Recently I was in a Central New Jersey Shop Rite grocery, and beheld something a bit odd in the fruit section--dried, edible flowers. I'd heard of hibiscus as a tea flavoring, but I wasn't aware that the flowers themselves were edible, or at least palatable. Needless to say, I snapped them up and gave them a try.
Hibiscus, which includes dozens of species and subspecies, is a plant that lives in warm or hot areas all around the globe. This plant is best known for its large, showy flowers, which can be up to 18 cm. (about 7 inches) in diameter, and whose colors range from white, purple, yellow, orange, and pink. Their original home isn't conclusively known, but probably candidates for their various ancestor species include Madagascar, Fiji, Hawaii, Mauritius, India, and China. They're a popular choice for gardens, because of their pretty flowers, and because these flowers help attract bees, hummingbirds, and butterflies. As I mentioned earlier, they're a common flavoring for both hot and cold teas, in the Caribbean, Central and South America, Africa, Europe, and Thailand. More rarely, in the Philippines people sometimes use them as a souring agent for soups and vegetables. The Chinese enjoy their leaves as a cooked dish similar to spinach, and others eat their raw leaves in salads. And, in Mexico the dried flowers are considered a delicacy.

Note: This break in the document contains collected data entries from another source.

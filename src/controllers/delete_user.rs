use actix_web::http::header::ContentType;
use actix_web::http::StatusCode;
use actix_web::{web, HttpResponse, ResponseError};
use serde_json::json;
use tracing::info;
use uuid::Uuid;

use crate::controllers::get_user::UserIdQueryData;
use crate::helper::error_chain_fmt;
use crate::ports::user_repository::{UserRepository, UserRepositoryError};

/// Deleting a non-existent user is a no-op success, like a SQL DELETE
/// matching zero rows.
#[tracing::instrument(name = "Delete user handler", skip(user_repository))]
pub async fn delete_user(
    user_repository: web::Data<dyn UserRepository>,
    query: web::Query<UserIdQueryData>,
) -> Result<HttpResponse, DeleteUserError> {
    let id =
        Uuid::parse_str(&query.id).map_err(|_| DeleteUserError::InvalidId(query.id.clone()))?;

    user_repository.delete_by_id(id).await?;

    info!(user_id = %id, "Deleted user");
    Ok(HttpResponse::Ok().json(json!({ "message": "user deleted" })))
}

#[derive(thiserror::Error)]
pub enum DeleteUserError {
    #[error("invalid user id: {0}")]
    InvalidId(String),
    #[error("failed to delete user")]
    RepositoryError(#[from] UserRepositoryError),
}

impl std::fmt::Debug for DeleteUserError {
    fn fmt(&self, f: &mut std::fmt::Formatter<'_>) -> std::fmt::Result {
        error_chain_fmt(self, f)
    }
}

impl ResponseError for DeleteUserError {
    fn status_code(&self) -> StatusCode {
        match self {
            DeleteUserError::InvalidId(_) => StatusCode::BAD_REQUEST,
            DeleteUserError::RepositoryError(_) => StatusCode::INTERNAL_SERVER_ERROR,
        }
    }

    #[tracing::instrument(name = "Response error from delete_user controller", skip(self), fields(error = %self))]
    fn error_response(&self) -> HttpResponse<actix_web::body::BoxBody> {
        HttpResponse::build(self.status_code())
            .insert_header(ContentType::json())
            .json(json!({ "error": self.to_string() }))
    }
}
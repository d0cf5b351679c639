use chrono::{DateTime, Utc};
use secrecy::Secret;
use serde::Serialize;
use uuid::Uuid;

/// A user record associated with a stored face picture.
///
/// `password` is wrapped in a `Secret` to avoid leaks in logs; it is
/// never serialized into HTTP responses.
#[derive(Debug, Clone)]
pub struct User {
    pub id: Uuid,
    pub name: String,
    pub surname: String,
    pub password: Secret<String>,
    /// Id of the picture whose embedding was stored for this user
    pub picture_id: String,
    pub created_at: DateTime<Utc>,
    pub updated_at: DateTime<Utc>,
}

impl User {
    /// Assembles a new user, generating its id server-side.
    pub fn create(name: String, surname: String, password: Secret<String>, picture_id: String) -> Self {
        let now = Utc::now();
        Self {
            id: Uuid::new_v4(),
            name,
            surname,
            password,
            picture_id,
            created_at: now,
            updated_at: now,
        }
    }
}

/// Outbound representation of a user, without its credential.
#[derive(Debug, Serialize)]
pub struct UserResponseData {
    pub id: Uuid,
    pub name: String,
    pub surname: String,
    pub pic_id: String,
}

impl From<User> for UserResponseData {
    fn from(user: User) -> Self {
        Self {
            id: user.id,
            name: user.name,
            surname: user.surname,
            pic_id: user.picture_id,
        }
    }
}
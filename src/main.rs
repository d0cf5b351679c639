use face_embedding_gateway::configuration::get_configuration;
use face_embedding_gateway::startup::Application;
use face_embedding_gateway::telemetry::{get_tracing_subscriber, init_tracing_subscriber};

#[tokio::main]
async fn main() -> std::io::Result<()> {
    let tracing_subscriber =
        get_tracing_subscriber("face_embedding_gateway".into(), "info".into(), std::io::stdout);
    init_tracing_subscriber(tracing_subscriber);

    // Panics if the configuration can't be read
    let configuration = get_configuration().expect("Failed to read configuration.");

    // Startup is all-or-nothing: no partial service
    let application = match Application::build(configuration, None).await {
        Ok(application) => application,
        Err(error) => panic!("Failed to build application: {:?}", error),
    };

    application.run_until_stopped().await?;
    Ok(())
}
pub mod capture;
pub mod errors;
pub mod form;
pub mod http;
pub mod image;
pub mod models;
pub mod seed;
pub mod tasks;

pub use errors::LibrisError;
pub use form::{ BookForm, SubmitOutcome };
pub use models::{ BookDraft, Category, CreatedBook, DraftField, ReadingProgressEntry };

As far as the plant's medical benefits or detriments, there's a lot of disagreement. Hibiscus is thought to have health benefits in traditional Chinese folk medicine. Studies have suggested that it may lower blood pressure, and perhaps cholesterol. On the negative side, hibiscus has been proven to have adverse effects on pregnant rats. While a corresponding effect hasn't been proven in humans, doctors still advise pregnant or breastfeeding women to avoid hibiscus to be on the safe side. It also reacts badly with some drugs, such as chloroquine and acetaminophen. So take this under advisement before consuming it.
The hibiscus I got was made by the Nutty & Fruity company out of California. Unlike many of the companies I discuss on this blog, their website was sparse and not very helpful. It was basically a section on which supermarkets stock their products, a contact page, and little else. They don't even have a good product list--it just has a series of images that flashed by very quickly. So I can't include any interesting or funny tidbits about the company's history or anything. Other food shopping websites included their other offered products, and not surprisingly, their output consists of dried fruits (kiwi, strawberry, tangerine, banana, golden berries (see June 13th, 2015 post), passion fruit, figs, etc.) or nuts (flavored almonds, cashews, peanuts, etc.).
The container I bought was 5 ounces (141 grams) and cost about $5. The dried flowers were a purplish-red color, and about 4 cm. (about 1.5 inches) in diameter. Their dried petals were curled down, and resembled tentacles. Each one reminded me of a baby octopus, or should I say pentapus, given that there were 5 "arms" per flower. They tasted, and had a texture that was very much akin to raisins. They were a little tart, and chewy. I like raisins okay, so I also thought the hibiscus was alright. Not awesome, but a solid snack--I had no trouble finishing up the package, and would consider buying these again. I was amused by something on on the outside label, though. It proudly proclaimed that there's "no flavors added," but then the ingredient lists mentions "cane sugar." So a bit of a discrepancy there! Their claims to be gluten, GMO, and fat free are more legit, it seems. All in all, then, unless you hate raisins, I would recommend dried hibiscus flowers to eat. Unless you're pregnant, or are on certain medications, etc.
Finally, in traditional Hawaiian and Tahitian culture, hibiscus flowers were reportedly used by women as a social signal. A flower behind her left ear meant the woman was married, or in a relationship, One behind her right ear meant she was available. I don't know what a flower behind both ears indicated, or if a flower awkwardly jammed up one or both nostrils meant anything.